In-State Migration: The Bluegrass Leads by a Mile
For in-state migration, the Bluegrass dominates the rest of the state, with its only competition in the Western Pennyroyal again. But unlike total migration, which is fairly moderate in most regions, in-state migration shows a great deal of variation: the Eastern Pennyroyal, Outer Appalachia, Greater Cincinnati, and the Western Coal Fields all have substantial out-migration.
Interstate Migration: Positive Almost Everywhere, Best in the Western Pennyroyal
Almost every region of Kentucky succeeds in attracting interstate migration. The Western Pennyroyal gets the most, for reasons I’ve previously outlined, but what is most notable is how every region (except the Eastern Pennyroyal) succeeds in drawing migrants from the rest of the nation.

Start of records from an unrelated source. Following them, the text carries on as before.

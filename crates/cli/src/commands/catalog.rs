//! Catalog listing command.

use sandbar_client::ApiClient;

/// Fetch the catalog and print one line per product.
pub async fn run(
    client: &ApiClient,
    include_inventory: bool,
) -> Result<(), Box<dyn std::error::Error>> {
    let products = client.catalog(include_inventory).await?;

    if products.is_empty() {
        println!("No products in the catalog.");
    }
    for product in &products {
        let price = super::format_cents(product.price_cents);
        match product.inventory {
            Some(count) => println!(
                "#{:<4} {:<32} {:>9}  ({count} in stock)",
                product.id.as_i64(),
                product.name,
                price
            ),
            None => println!(
                "#{:<4} {:<32} {:>9}",
                product.id.as_i64(),
                product.name,
                price
            ),
        }
    }

    super::print_trace_ids(client);
    Ok(())
}
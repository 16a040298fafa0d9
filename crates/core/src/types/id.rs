//! Newtype IDs for type-safe entity references.
//!
//! Use the `define_id!` macro to create type-safe ID wrappers that prevent
//! accidentally mixing IDs from different entity types.

/// Macro to define a type-safe ID wrapper.
///
/// Creates a newtype wrapper around `i64` with:
/// - `Serialize`/`Deserialize` with `#[serde(transparent)]`
/// - `Debug`, `Clone`, `Copy`, `PartialEq`, `Eq`, `Ord`, `Hash`
/// - Conversion methods: `new()`, `as_i64()`
/// - `From<i64>` and `Into<i64>` implementations
///
/// # Example
///
/// ```rust
/// # use sandbar_core::define_id;
/// define_id!(UserId);
/// define_id!(SessionId);
///
/// let user_id = UserId::new(1);
/// let session_id = SessionId::new(1);
///
/// // These are different types, so this won't compile:
/// // let _: UserId = session_id;
/// ```
#[macro_export]
macro_rules! define_id {
    ($name:ident) => {
        #[derive(
            Debug,
            Clone,
            Copy,
            PartialEq,
            Eq,
            PartialOrd,
            Ord,
            Hash,
            ::serde::Serialize,
            ::serde::Deserialize
        )]
        #[serde(transparent)]
        pub struct $name(i64);

        impl $name {
            /// Create a new ID from an i64 value.
            #[must_use]
            pub const fn new(id: i64) -> Self {
                Self(id)
            }

            /// Get the underlying i64 value.
            #[must_use]
            pub const fn as_i64(&self) -> i64 {
                self.0
            }
        }

        impl ::core::fmt::Display for $name {
            fn fmt(&self, f: &mut ::core::fmt::Formatter<'_>) -> ::core::fmt::Result {
                write!(f, "{}", self.0)
            }
        }

        impl From<i64> for $name {
            fn from(id: i64) -> Self {
                Self(id)
            }
        }

        impl From<$name> for i64 {
            fn from(id: $name) -> Self {
                id.0
            }
        }
    };
}

// Define standard entity IDs
define_id!(ProductId);
define_id!(CategoryId);
define_id!(OrderId);

#[cfg(test)]
#[allow(clippy::unwrap_used)]
mod tests {
    use super::*;

    #[test]
    fn test_id_roundtrip() {
        let id = ProductId::new(42);
        assert_eq!(id.as_i64(), 42);
        assert_eq!(i64::from(id), 42);
        assert_eq!(ProductId::from(42), id);
    }

    #[test]
    fn test_id_display() {
        assert_eq!(OrderId::new(7).to_string(), "7");
    }

    #[test]
    fn test_id_serde_transparent() {
        let id = ProductId::new(3);
        let json = serde_json::to_string(&id).unwrap();
        assert_eq!(json, "3");

        let parsed: ProductId = serde_json::from_str("3").unwrap();
        assert_eq!(parsed, id);
    }

    #[test]
    fn test_id_ordering() {
        assert!(ProductId::new(1) < ProductId::new(2));
    }
}
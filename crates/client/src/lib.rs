//! Sandbar Client - API access layer for the catalog/checkout service.
//!
//! # Architecture
//!
//! - [`Settings`] is an explicitly injected handle to the runtime-mutable
//!   client configuration (base URL, API version, scenario tag). The
//!   developer-settings surface writes through it; [`ApiClient`] reads a
//!   fresh snapshot on every call and never caches it.
//! - [`ApiClient`] performs plain JSON-over-HTTP against the configured
//!   base URL. Every call records exactly one correlation id, preferring
//!   the response body's `trace_id` and falling back to the generated
//!   request id.
//! - [`CheckoutFlow`] drives a single checkout attempt. It never mutates
//!   the cart; clearing on success is an explicit follow-up the caller
//!   applies via [`CheckoutOutcome::settle`].
//!
//! # Example
//!
//! ```rust,ignore
//! use sandbar_client::{ApiClient, CheckoutFlow, Settings};
//! use sandbar_core::{CartStore, CheckoutContact, Email};
//!
//! let settings = Settings::from_env()?;
//! let client = ApiClient::new(settings);
//!
//! let mut cart = CartStore::new();
//! cart.add(product.id, 1)?;
//!
//! let contact = CheckoutContact::from_email(Email::parse("shopper@example.com")?);
//! let outcome = CheckoutFlow::new().submit(&client, &cart, &contact).await;
//! outcome.settle(&mut cart);
//! ```

#![cfg_attr(not(test), forbid(unsafe_code))]

mod api;
mod checkout;
mod config;
mod error;

pub use api::ApiClient;
pub use checkout::{CheckoutFlow, CheckoutOutcome, CheckoutState};
pub use config::{ApiVersion, ClientConfig, ConfigError, InvalidApiVersion, Settings};
pub use error::ClientError;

International Migration: Louisville, the Bluegrass, and the Western Pennyroyal Lead the Way
International migration in Kentucky is concentrated in urban areas, university towns, and military bases. Every region has at least slightly positive international migration, but Louisville, the Bluegrass, and the Western Pennyroyal attract the most. In Louisville and the Bluegrass, this is a phenomenon related to urban centers and universities. In the Western Pennyroyal, this international migration is mostly a reflection of military mobilization, and also some refugee relocation.
Migration Volume: The Western Pennyroyal Dominates
Another important statistic for migration is the volume of migration or what is sometimes called churn. This statistic shows how mobile a given region’s population is. The Western Pennyroyal dominates this measure thanks to military bases, suburbanization, and recruitment for higher education. The Bluegrass comes in second, while the Western Coal Fields and Inner Appalachia come in last. For perspective, the volume of migration in the Western Pennyroyal is approximately double that in the Western Coal Fields.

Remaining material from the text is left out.